(Collected data)
.....

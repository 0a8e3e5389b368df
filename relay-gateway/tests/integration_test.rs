//! Integration tests for the OpenAI-compatible streaming client.
//!
//! Runs the provider against a mock HTTP backend serving SSE bodies.

use relay_gateway::{ChatRequest, CompatibleProvider, CompletionProvider, StreamEvent, Turn};
use serde_json::json;
use wiremock::matchers::{body_partial_json, header, method, path};
use wiremock::{Mock, MockServer, ResponseTemplate};

fn request() -> ChatRequest {
    ChatRequest {
        model: "deepseek-chat".into(),
        messages: vec![Turn::system("Be brief"), Turn::user("Hello")],
        max_tokens: Some(256),
        temperature: Some(1.3),
    }
}

fn chunk(content: &str) -> String {
    let body = json!({
        "id": "chatcmpl-1",
        "object": "chat.completion.chunk",
        "choices": [{"index": 0, "delta": {"content": content}, "finish_reason": null}]
    });
    format!("data: {body}\n\n")
}

async fn collect(provider: &CompatibleProvider) -> Vec<StreamEvent> {
    let mut stream = provider.open_stream(request()).await.unwrap();
    let mut events = Vec::new();
    while let Some(event) = stream.next_event().await.unwrap() {
        events.push(event);
    }
    events
}

// ─────────────────────────────────────────────────────────────────────────────
// Streaming
// ─────────────────────────────────────────────────────────────────────────────

#[tokio::test]
async fn test_stream_yields_deltas_until_done() {
    let server = MockServer::start().await;
    let body = format!(
        ": keep-alive\n\n{}{}{}data: [DONE]\n\n",
        chunk("Hel"),
        chunk("lo"),
        chunk("!")
    );

    Mock::given(method("POST"))
        .and(path("/chat/completions"))
        .and(header("authorization", "Bearer test-key"))
        .and(body_partial_json(json!({"model": "deepseek-chat", "stream": true})))
        .respond_with(ResponseTemplate::new(200).set_body_raw(body, "text/event-stream"))
        .expect(1)
        .mount(&server)
        .await;

    let provider = CompatibleProvider::new("deepseek", &server.uri(), "test-key");
    let text: String = collect(&provider)
        .await
        .into_iter()
        .flat_map(|e| e.deltas)
        .collect();

    assert_eq!(text, "Hello!");
}

#[tokio::test]
async fn test_stream_without_done_ends_cleanly() {
    let server = MockServer::start().await;
    let body = format!("{}data: {}", chunk("partial"), json!({"choices": [{"delta": {"content": " tail"}}]}));

    Mock::given(method("POST"))
        .and(path("/chat/completions"))
        .respond_with(ResponseTemplate::new(200).set_body_raw(body, "text/event-stream"))
        .mount(&server)
        .await;

    let provider = CompatibleProvider::new("deepseek", &server.uri(), "test-key");
    let events = collect(&provider).await;

    assert_eq!(events.len(), 2);
    assert_eq!(events[1].deltas, vec![" tail".to_string()]);
}

#[tokio::test]
async fn test_events_after_done_are_ignored() {
    let server = MockServer::start().await;
    let body = format!("{}data: [DONE]\n\n{}", chunk("a"), chunk("b"));

    Mock::given(method("POST"))
        .and(path("/chat/completions"))
        .respond_with(ResponseTemplate::new(200).set_body_raw(body, "text/event-stream"))
        .mount(&server)
        .await;

    let provider = CompatibleProvider::new("deepseek", &server.uri(), "test-key");
    let events = collect(&provider).await;

    assert_eq!(events, vec![StreamEvent::delta("a")]);
}

#[tokio::test]
async fn test_error_payload_mid_stream_is_error() {
    let server = MockServer::start().await;
    let body = format!(
        "{}data: {}\n\n",
        chunk("a"),
        json!({"error": {"message": "upstream overloaded"}})
    );

    Mock::given(method("POST"))
        .and(path("/chat/completions"))
        .respond_with(ResponseTemplate::new(200).set_body_raw(body, "text/event-stream"))
        .mount(&server)
        .await;

    let provider = CompatibleProvider::new("deepseek", &server.uri(), "test-key");
    let mut stream = provider.open_stream(request()).await.unwrap();

    assert_eq!(stream.next_event().await.unwrap(), Some(StreamEvent::delta("a")));
    let err = stream.next_event().await.unwrap_err();
    assert!(err.message.contains("upstream overloaded"));
}

#[tokio::test]
async fn test_open_fails_with_status() {
    let server = MockServer::start().await;

    Mock::given(method("POST"))
        .and(path("/chat/completions"))
        .respond_with(ResponseTemplate::new(401).set_body_string("invalid api key"))
        .mount(&server)
        .await;

    let provider = CompatibleProvider::new("deepseek", &server.uri(), "bad-key");
    let err = provider.open_stream(request()).await.err().unwrap();

    assert_eq!(err.status_code, Some(401));
    assert!(err.message.contains("invalid api key"));
}

// ─────────────────────────────────────────────────────────────────────────────
// Balance
// ─────────────────────────────────────────────────────────────────────────────

#[tokio::test]
async fn test_balance_returns_first_entry() {
    let server = MockServer::start().await;

    Mock::given(method("GET"))
        .and(path("/user/balance"))
        .respond_with(ResponseTemplate::new(200).set_body_json(json!({
            "is_available": true,
            "balance_infos": [
                {"currency": "CNY", "total_balance": "110.00", "granted_balance": "10.00", "topped_up_balance": "100.00"}
            ]
        })))
        .mount(&server)
        .await;

    let provider = CompatibleProvider::new("deepseek", &server.uri(), "test-key");
    let balance = provider.balance().await.unwrap();

    assert_eq!(balance.currency, "CNY");
    assert_eq!(balance.total_balance, "110.00");
}

#[tokio::test]
async fn test_balance_empty_is_error() {
    let server = MockServer::start().await;

    Mock::given(method("GET"))
        .and(path("/user/balance"))
        .respond_with(ResponseTemplate::new(200).set_body_json(json!({"balance_infos": []})))
        .mount(&server)
        .await;

    let provider = CompatibleProvider::new("deepseek", &server.uri(), "test-key");
    assert!(provider.balance().await.is_err());
}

.....

## WORK TO BE COMPLETED
From the entries above, copy every line where the word "ChatRequest" shows up.

## RESULT OF THIS EXERCISE
use relay_gateway::{ChatRequest, CompatibleProvider, CompletionProvider, StreamEvent, Turn};
fn request() -> ChatRequest {
    ChatRequest {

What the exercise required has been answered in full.